◆ WHAT THIS TASK INVOLVES
How many of the lines below contain "HashMap"? Reply with only that figure.

[PROVIDED RECORDS Boundary: Start]

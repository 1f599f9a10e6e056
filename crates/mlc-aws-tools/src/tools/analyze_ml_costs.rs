//! analyze_ml_costs — joins Cost Explorer billing with the resource
//! inventory and raises optimization flags.

use std::collections::HashMap;

use async_trait::async_trait;
use serde_json::json;

use crate::aggregate::{self, Inventory, Thresholds};
use crate::api::AwsApi;
use crate::error::{AwsResult, AwsToolError};
use crate::retry::{self, RetryPolicy};
use crate::tools::{float_arg, int_arg};
use crate::types::AwsTool;
use mlc_protocol::{TimeWindow, ToolOutcome, round_cents};

/// Cost Explorer service names the analysis covers.
const ML_SERVICES: &[&str] = &["Amazon SageMaker", "Amazon Bedrock", "AWS Deep Learning"];

/// Bucket-name substrings that mark a bucket as ML-related.
const ML_BUCKET_PATTERNS: &[&str] = &["sagemaker", "ml", "model", "training", "dataset"];

/// At most this many buckets are surveyed for lifecycle rules.
const BUCKET_SURVEY_LIMIT: usize = 10;

const RECOMMENDATIONS: &[&str] = &[
    "Review idle SageMaker endpoints and consider auto-scaling",
    "Use Spot instances for non-critical training jobs",
    "Implement prompt caching for Bedrock to reduce token usage",
    "Consider SageMaker Savings Plans for predictable workloads",
    "Clean up unused models and endpoint configurations",
];

pub struct AnalyzeMlCosts;

#[async_trait]
impl AwsTool for AnalyzeMlCosts {
    fn name(&self) -> &str {
        "analyze_ml_costs"
    }

    fn description(&self) -> &str {
        "Aggregate ML service costs over a window and flag idle endpoints, high training failure rates, and unmanaged storage"
    }

    fn parameters_schema(&self) -> serde_json::Value {
        json!({
            "type": "object",
            "properties": {
                "days": {
                    "type": "integer",
                    "minimum": 1,
                    "description": "Analysis window in days (default: 30)",
                    "default": 30
                },
                "failure_threshold": {
                    "type": "number",
                    "minimum": 0,
                    "description": "Training failure ratio above which a flag is raised (default: 0.5)",
                    "default": 0.5
                },
                "cost_threshold_usd": {
                    "type": "number",
                    "minimum": 0,
                    "description": "Omit services whose spend is below this amount"
                }
            },
            "required": []
        })
    }

    async fn execute(
        &self,
        args: serde_json::Value,
        api: &dyn AwsApi,
        policy: &RetryPolicy,
    ) -> AwsResult<ToolOutcome> {
        let days = int_arg(&args, "days", 30)?;
        let failure_threshold = float_arg(&args, "failure_threshold", 0.5)?;
        if failure_threshold < 0.0 {
            return Err(AwsToolError::invalid(format!(
                "'failure_threshold' must be >= 0, got {failure_threshold}"
            )));
        }
        let cost_threshold = float_arg(&args, "cost_threshold_usd", 0.0)?;
        if cost_threshold < 0.0 {
            return Err(AwsToolError::invalid(format!(
                "'cost_threshold_usd' must be >= 0, got {cost_threshold}"
            )));
        }
        let window =
            TimeWindow::last_days(days).map_err(|e| AwsToolError::invalid(e.to_string()))?;

        // Billing first, then the inventory it gets joined with.
        let costs = retry::call(policy, || api.cost_by_service(ML_SERVICES, window)).await?;
        let costs: Vec<_> = costs
            .into_iter()
            .filter(|c| c.amount_usd >= cost_threshold)
            .collect();

        let training_jobs = retry::call(policy, || api.list_training_jobs(window, 100)).await?;
        let endpoints = retry::call(policy, || api.list_endpoints(100)).await?;

        let mut endpoint_invocations = HashMap::new();
        for endpoint in endpoints.iter().filter(|e| e.status.is_in_service()) {
            let sum =
                retry::call(policy, || api.endpoint_invocations(&endpoint.name, window)).await?;
            endpoint_invocations.insert(endpoint.name.clone(), sum);
        }

        let all_buckets = retry::call(policy, || api.list_buckets()).await?;
        let ml_buckets: Vec<_> = all_buckets
            .iter()
            .filter(|b| is_ml_bucket(&b.name))
            .collect();
        let surveyed = ml_buckets.len().min(BUCKET_SURVEY_LIMIT);
        let mut buckets = Vec::with_capacity(surveyed);
        for bucket in &ml_buckets[..surveyed] {
            let has_lifecycle =
                retry::call(policy, || api.bucket_has_lifecycle(&bucket.name)).await?;
            buckets.push((bucket.name.clone(), has_lifecycle));
        }

        let inventory = Inventory {
            training_jobs,
            endpoints,
            endpoint_invocations,
            buckets,
        };
        let thresholds = Thresholds {
            failure_ratio: failure_threshold,
        };
        let summary = aggregate::aggregate(window, &inventory, &costs, &thresholds);

        let data = json!({
            "window": window.label(),
            "services": summary.services,
            "total_usd": summary.total_usd,
            "flags": summary.flags,
            "buckets_surveyed": surveyed,
            "buckets_skipped": ml_buckets.len().saturating_sub(surveyed),
            "recommendations": RECOMMENDATIONS,
        });

        let flag_count = summary.flags.len();
        tracing::info!(
            total_usd = summary.total_usd,
            flag_count,
            "aggregated ML costs"
        );
        Ok(ToolOutcome::success(
            self.name(),
            data,
            format!(
                "ML spend ${:.2} over the {}, {flag_count} flag(s) raised",
                round_cents(summary.total_usd),
                window.label()
            ),
        ))
    }
}

fn is_ml_bucket(name: &str) -> bool {
    let lower = name.to_lowercase();
    ML_BUCKET_PATTERNS.iter().any(|p| lower.contains(p))
}

#[cfg(test)]
mod tests {
    use super::*;
    use crate::mock::MockAwsApi;
    use mlc_protocol::CostFlag;

    #[tokio::test]
    async fn fixture_raises_expected_flags() {
        let api = MockAwsApi::with_ml_fixture();
        let result = AnalyzeMlCosts
            .execute(json!({"days": 30}), &api, &RetryPolicy::default())
            .await
            .unwrap();
        assert!(result.success);
        let data = result.data.unwrap();

        let flags: Vec<CostFlag> = serde_json::from_value(data["flags"].clone()).unwrap();
        // 8/9 failed jobs > 0.5.
        assert!(flags.iter().any(|f| matches!(
            f,
            CostFlag::HighFailureRate { failed: 8, total: 9, .. }
        )));
        // 3 idle InService endpoints (serving-prod-01 takes traffic).
        let idle = flags
            .iter()
            .filter(|f| matches!(f, CostFlag::Idle { .. }))
            .count();
        assert_eq!(idle, 3);
        // One ML bucket lacks lifecycle rules.
        assert!(flags.iter().any(|f| matches!(
            f,
            CostFlag::UnmanagedStorage { bucket } if bucket == "acme-sagemaker-training-data"
        )));

        let total = data["total_usd"].as_f64().unwrap();
        assert!((total - (1_843.27 + 412.905)).abs() < 1e-9);
    }

    #[tokio::test]
    async fn empty_account_yields_zero_summary() {
        let api = MockAwsApi::new();
        let result = AnalyzeMlCosts
            .execute(json!({}), &api, &RetryPolicy::default())
            .await
            .unwrap();
        let data = result.data.unwrap();
        assert_eq!(data["total_usd"], 0.0);
        assert_eq!(data["flags"].as_array().unwrap().len(), 0);
    }

    #[tokio::test]
    async fn cost_threshold_filters_services() {
        let api = MockAwsApi::with_ml_fixture();
        let result = AnalyzeMlCosts
            .execute(
                json!({"cost_threshold_usd": 500.0}),
                &api,
                &RetryPolicy::default(),
            )
            .await
            .unwrap();
        let data = result.data.unwrap();
        let services = data["services"].as_array().unwrap();
        assert_eq!(services.len(), 1);
        assert_eq!(services[0]["service"], "Amazon SageMaker");
    }

    #[tokio::test]
    async fn negative_threshold_rejected_before_backend() {
        let api = MockAwsApi::with_ml_fixture();
        let err = AnalyzeMlCosts
            .execute(
                json!({"failure_threshold": -0.1}),
                &api,
                &RetryPolicy::default(),
            )
            .await
            .unwrap_err();
        assert!(matches!(err, AwsToolError::InvalidArgument { .. }));
        assert!(api.calls().is_empty());
    }

    #[test]
    fn bucket_pattern_matching() {
        assert!(is_ml_bucket("acme-SageMaker-data"));
        assert!(is_ml_bucket("training-artifacts"));
        assert!(!is_ml_bucket("acme-billing-exports"));
    }
}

[PROVIDED RECORDS Boundary: End]

◆ SOLUTION TO THIS PROBLEM
2